Modes of Ventilation of Potential Benefit During Transition
Selecting the best ventilator mode and settings for each patient is one of the most important interventions to achieve a lung- and diaphragm-protective ventilator strategy. NAVA is an important tool for many patients. It is a proportional ventilatory mode that uses the Edi to offer ventilatory assistance in proportion to patient drive and effort.
“The good thing about this mode is that because it is proportionate to the patient's drive and effort, it is very unlikely that the ventilator will provide too much support - what we call over-assistance,” Irene says.
Other modes, such as pressure support (PS), can over-assist or under-assist the patient. PS is the mode that is most frequently used during the transition from fully controlled to assisted mechanical ventilation.

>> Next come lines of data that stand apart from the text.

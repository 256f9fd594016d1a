//! Integration test: whole benchmark runs against the embedded store.
//!
//! Validates that:
//! - A successful run commits exactly the partitioned node count, each
//!   node with one LIKES edge to the root
//! - Unique runs never share a name; forced duplicate names resolve to
//!   one node
//! - Thread count changes timing only, never the final counts
//! - A failing batch rolls back entirely, siblings still commit, and the
//!   run reports failure instead of a throughput number
//! - An unusable store location fails the run before any job is submitted

use std::collections::HashSet;
use std::sync::atomic::{AtomicUsize, Ordering};
use std::sync::Arc;

use write_throughput::bench::{
    BenchmarkConfig, BenchmarkRun, Indexing, NameGenerator, NodeFactory, NodePayload,
    RemainderPolicy, RunState, DEFAULT_INDEX_NAME, LIKES, NAME_KEY,
};
use write_throughput::graph::{EngineTx, NodeInitializer};
use write_throughput::storage::{EdgeRecord, NodeRecord, PropertyValue};
use write_throughput::{
    BenchError, DurabilityMode, GraphEngine, GraphStore, NodeId, Result, Transaction, TxHandle,
};

// ---------------------------------------------------------------------------
// Helpers
// ---------------------------------------------------------------------------

fn config(batch_size: usize, indexing: Indexing, workers: usize) -> BenchmarkConfig {
    BenchmarkConfig::new(batch_size, indexing, workers).durability(DurabilityMode::Buffered)
}

fn names_linked_to(store: &dyn GraphStore, root: NodeId) -> Vec<String> {
    store
        .incoming_edges(root, Some(LIKES))
        .iter()
        .map(|edge| {
            let node = store.get_node_by_id(edge.src).expect("edge source committed");
            node.property(NAME_KEY)
                .and_then(|v| v.as_str())
                .expect("named node")
                .to_string()
        })
        .collect()
}

/// Store wrapper that fails the `fail_at`-th relationship created through
/// it (counting across all transactions).
struct FaultyStore {
    engine: GraphEngine,
    relationships: AtomicUsize,
    fail_at: usize,
}

impl FaultyStore {
    fn new(fail_at: usize) -> Self {
        Self {
            engine: GraphEngine::create_ephemeral(),
            relationships: AtomicUsize::new(0),
            fail_at,
        }
    }
}

struct FaultyTx<'a> {
    inner: EngineTx<'a>,
    store: &'a FaultyStore,
}

impl Transaction for FaultyTx<'_> {
    fn create_node(&mut self) -> Result<NodeId> {
        self.inner.create_node()
    }

    fn set_property(&mut self, node: NodeId, key: &str, value: PropertyValue) -> Result<()> {
        self.inner.set_property(node, key, value)
    }

    fn create_relationship(&mut self, src: NodeId, dst: NodeId, edge_type: &str) -> Result<()> {
        let n = self.store.relationships.fetch_add(1, Ordering::SeqCst) + 1;
        if n == self.store.fail_at {
            return Err(BenchError::InvalidFormat(format!("injected failure at relationship {}", n)));
        }
        self.inner.create_relationship(src, dst, edge_type)
    }

    fn get_node(&self, id: NodeId) -> Option<NodeRecord> {
        self.inner.get_node(id)
    }

    fn get_or_create(
        &mut self,
        index: &str,
        key: &str,
        value: &str,
        initializer: &mut NodeInitializer<'_>,
    ) -> Result<NodeId> {
        self.inner.get_or_create(index, key, value, initializer)
    }

    fn commit(&mut self) -> Result<()> {
        self.inner.commit()
    }

    fn rollback(&mut self) {
        self.inner.rollback()
    }
}

impl GraphStore for FaultyStore {
    fn begin_tx(&self) -> Result<TxHandle<'_>> {
        Ok(TxHandle::new(Box::new(FaultyTx {
            inner: self.engine.transaction(),
            store: self,
        })))
    }

    fn get_node_by_id(&self, id: NodeId) -> Option<NodeRecord> {
        self.engine.get_node_by_id(id)
    }

    fn node_count(&self) -> usize {
        self.engine.node_count()
    }

    fn edge_count(&self) -> usize {
        self.engine.edge_count()
    }

    fn count_edges_by_type(&self, edge_type: &str) -> usize {
        self.engine.count_edges_by_type(edge_type)
    }

    fn incoming_edges(&self, id: NodeId, edge_type: Option<&str>) -> Vec<EdgeRecord> {
        self.engine.incoming_edges(id, edge_type)
    }

    fn index_lookup(&self, index: &str, key: &str, value: &str) -> Option<NodeId> {
        self.engine.index_lookup(index, key, value)
    }
}

// ---------------------------------------------------------------------------
// Tests: Successful Runs
// ---------------------------------------------------------------------------

#[test]
fn plain_batch_of_ten_on_four_threads() {
    let mut run = BenchmarkRun::new(config(10, Indexing::Plain, 4));
    let result = run.execute().unwrap();

    assert_eq!(result.jobs, 100);
    assert_eq!(result.nodes_written, 1000);
    assert_eq!(result.nodes_in_store, 1001, "1000 synthetic nodes plus the root");
    assert_eq!(result.likes_edges, 1000);
    assert!(result.throughput_per_sec.unwrap() > 0.0);
    assert_eq!(run.state(), RunState::ShutDown);
}

#[test]
fn every_node_has_one_likes_edge_to_root() {
    let store = Arc::new(GraphEngine::create_ephemeral());
    let mut run = BenchmarkRun::with_store(config(20, Indexing::Unique, 3).total_nodes(200), store.clone());
    let result = run.execute().unwrap();

    assert_eq!(store.edge_count(), 200);
    assert_eq!(store.count_edges_by_type(LIKES), 200);
    let edges = store.incoming_edges(result.root, Some(LIKES));
    let sources: HashSet<NodeId> = edges.iter().map(|e| e.src).collect();
    assert_eq!(sources.len(), 200, "one edge per synthetic node");
    assert!(!sources.contains(&result.root));
}

#[test]
fn unique_names_are_pairwise_distinct() {
    let store = Arc::new(GraphEngine::create_ephemeral());
    let mut run = BenchmarkRun::with_store(config(5, Indexing::Unique, 8).total_nodes(500), store.clone());
    let result = run.execute().unwrap();

    let names = names_linked_to(&*store, result.root);
    let distinct: HashSet<&String> = names.iter().collect();
    assert_eq!(names.len(), 500);
    assert_eq!(distinct.len(), 500);
    for name in &names {
        assert!(store.index_lookup(DEFAULT_INDEX_NAME, NAME_KEY, name).is_some());
    }
}

#[test]
fn plain_runs_write_no_index_entries() {
    let store = Arc::new(GraphEngine::create_ephemeral());
    let mut run = BenchmarkRun::with_store(config(10, Indexing::Plain, 2).total_nodes(50), store.clone());
    let result = run.execute().unwrap();

    for name in names_linked_to(&*store, result.root) {
        assert_eq!(store.index_lookup(DEFAULT_INDEX_NAME, NAME_KEY, &name), None);
    }
}

#[test]
fn thread_count_does_not_change_counts() {
    for indexing in [Indexing::Unique, Indexing::Plain] {
        let counts: Vec<(usize, usize)> = [1, 4, 16]
            .iter()
            .map(|&workers| {
                let result = BenchmarkRun::new(config(10, indexing, workers).total_nodes(300))
                    .execute()
                    .unwrap();
                (result.nodes_in_store, result.likes_edges)
            })
            .collect();
        assert!(counts.iter().all(|&c| c == (301, 300)), "{:?}: {:?}", indexing, counts);
    }
}

#[test]
fn remainder_is_dropped_by_default() {
    let result = BenchmarkRun::new(config(300, Indexing::Plain, 2)).execute().unwrap();
    assert_eq!(result.jobs, 3);
    assert_eq!(result.nodes_written, 900);
    assert_eq!(result.likes_edges, 900);
}

#[test]
fn final_batch_writes_exact_total() {
    let cfg = config(300, Indexing::Unique, 2).remainder(RemainderPolicy::FinalBatch);
    let result = BenchmarkRun::new(cfg).execute().unwrap();
    assert_eq!(result.jobs, 4);
    assert_eq!(result.nodes_written, 1000);
    assert_eq!(result.likes_edges, 1000);
}

#[test]
fn throughput_matches_elapsed_time() {
    let result = BenchmarkRun::new(config(10, Indexing::Plain, 2).payload(NodePayload::Minimal))
        .execute()
        .unwrap();
    let expected = result.nodes_written as f64 * 1_000_000.0 / result.elapsed_us as f64;
    let measured = result.throughput_per_sec.unwrap();
    assert!((measured - expected).abs() / expected < 0.01, "{} vs {}", measured, expected);
}

#[test]
fn result_serializes_to_json() {
    let result = BenchmarkRun::new(config(50, Indexing::Unique, 2)).execute().unwrap();
    let json: serde_json::Value = serde_json::to_value(&result).unwrap();
    assert_eq!(json["batch_size"], 50);
    assert_eq!(json["indexing"], "unique");
    assert_eq!(json["nodes_written"], 1000);
    assert_eq!(json["metrics"]["jobs_committed"], 20);
}

// ---------------------------------------------------------------------------
// Tests: Forced Names
// ---------------------------------------------------------------------------

#[test]
fn forced_duplicate_names_resolve_to_existing_nodes() {
    let engine = GraphEngine::create_ephemeral();
    let factory = NodeFactory::new(
        Indexing::Unique,
        NodePayload::Rich,
        DEFAULT_INDEX_NAME,
        Arc::new(NameGenerator::new().unwrap()),
    );

    let mut ids = Vec::new();
    for name in ["first", "second", "first", "second", "first"] {
        let mut tx = engine.begin_tx().unwrap();
        ids.push(factory.create(&mut *tx, name).unwrap());
        tx.success();
        tx.close().unwrap();
    }

    assert_eq!(ids[0], ids[2]);
    assert_eq!(ids[0], ids[4]);
    assert_eq!(ids[1], ids[3]);
    assert_ne!(ids[0], ids[1]);
    assert_eq!(engine.node_count(), 2, "distinct names, not calls");
}

#[test]
fn forced_duplicate_names_under_plain_create_new_nodes() {
    let engine = GraphEngine::create_ephemeral();
    let factory = NodeFactory::new(
        Indexing::Plain,
        NodePayload::Minimal,
        DEFAULT_INDEX_NAME,
        Arc::new(NameGenerator::new().unwrap()),
    );

    let mut tx = engine.begin_tx().unwrap();
    for _ in 0..3 {
        factory.create(&mut *tx, "same").unwrap();
    }
    tx.success();
    tx.close().unwrap();
    assert_eq!(engine.node_count(), 3);
}

// ---------------------------------------------------------------------------
// Tests: Failures
// ---------------------------------------------------------------------------

#[test]
fn failing_batch_rolls_back_and_fails_run() {
    let store = Arc::new(FaultyStore::new(35));
    let mut run = BenchmarkRun::with_store(config(10, Indexing::Plain, 4).total_nodes(100), store.clone());

    let err = run.execute().unwrap_err();
    assert_eq!(err.code(), "TRANSACTION_FAILURE");
    assert!(err.to_string().contains("injected failure"), "{}", err);

    // The failing job contributes nothing; its nine siblings still commit
    assert_eq!(store.node_count(), 1 + 90);
    assert_eq!(store.count_edges_by_type(LIKES), 90);
    assert_eq!(
        run.transitions(),
        &[
            RunState::Created,
            RunState::RootNodeReady,
            RunState::Running,
            RunState::Failed,
            RunState::ShutDown
        ]
    );
}

#[test]
fn failing_unique_batch_releases_its_names() {
    let store = Arc::new(FaultyStore::new(1));
    let mut run = BenchmarkRun::with_store(config(5, Indexing::Unique, 1).total_nodes(10), store.clone());
    assert!(run.execute().is_err());

    // Only the second job committed
    assert_eq!(store.node_count(), 1 + 5);
    assert_eq!(store.count_edges_by_type(LIKES), 5);
}

#[test]
fn unusable_store_root_fails_before_any_job() {
    let dir = tempfile::tempdir().unwrap();
    let not_a_dir = dir.path().join("plain-file");
    std::fs::write(&not_a_dir, b"occupied").unwrap();

    let mut run = BenchmarkRun::new(config(10, Indexing::Plain, 2).store_root(&not_a_dir));
    let err = run.execute().unwrap_err();

    assert_eq!(err.code(), "STORE_UNAVAILABLE");
    assert!(matches!(&err, BenchError::StoreUnavailable { path, .. } if path == &not_a_dir));
    assert_eq!(
        run.transitions(),
        &[RunState::Created, RunState::Failed, RunState::ShutDown]
    );
}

“PS provides a fixed amount of support for each breathing effort,” Irene says. “If the ventilator provides a fixed amount of support for each breathing effort, the patient’s breathing effort is likely to decrease when the ventilator provides support. If the support is too much for the patient, they will take a small inhalation that initiates the breath, but then during the whole breath, the patient is passive. When the patient falls asleep in this situation, sometimes they even become apnoeic, which means they don't take a breath for several seconds. The patient may wake up gasping for breath, something that obviously disrupts sleep. That's called apnoea during PS. Sleep disruption is a major problem in ICU. You can imagine it's very difficult to have a proper restorative sleep in ICU. We think that sleep has a very important physiological function, specifically for healing, so we prefer to use methods that will encourage better sleep quality and quantity.”
According to Irene, proportional modes, such as NAVA and proportional assisted ventilation, have the potential to avoid this phenomenon and might result in a better sleep quality and quantity in ICU.
“The amount of support is proportional to the patient’s efforts,” Irene says, “so this ensures the patient continues to exert some degree of breathing effort, and they rarely become apnoeic, decreasing the risk of sleep disruption, and diaphragmatic atrophy (Delisle et al. 2013). The main potential benefits of this mode are that you improve patient ventilator synchrony, avoid over-assistance and respiratory muscle atrophy, and endure less sleep disruption. Most patients might benefit from NAVA, except those who have excessively high respiratory drive and effort due to an abnormal brain function and will not respond to adjustments in the ventilator settings or sedation. In these circumstances, proportional modes, including NAVA, sometimes provide excessive assistance which might exacerbate patient lung injury.”
In conclusion, despite the transition between fully controlled to assisted mechanical ventilation being extremely challenging, current available monitoring techniques, together with the safe implementation of proportional modes of ventilation, can help achieve an effective and personalised lung- and diaphragm-protective ventilation which will ultimately move towards patient liberation.
Disclaimer: The views, opinions and assertions stated by the physician are strictly those of the physician and their practice and do not necessarily reflect the views of Getinge.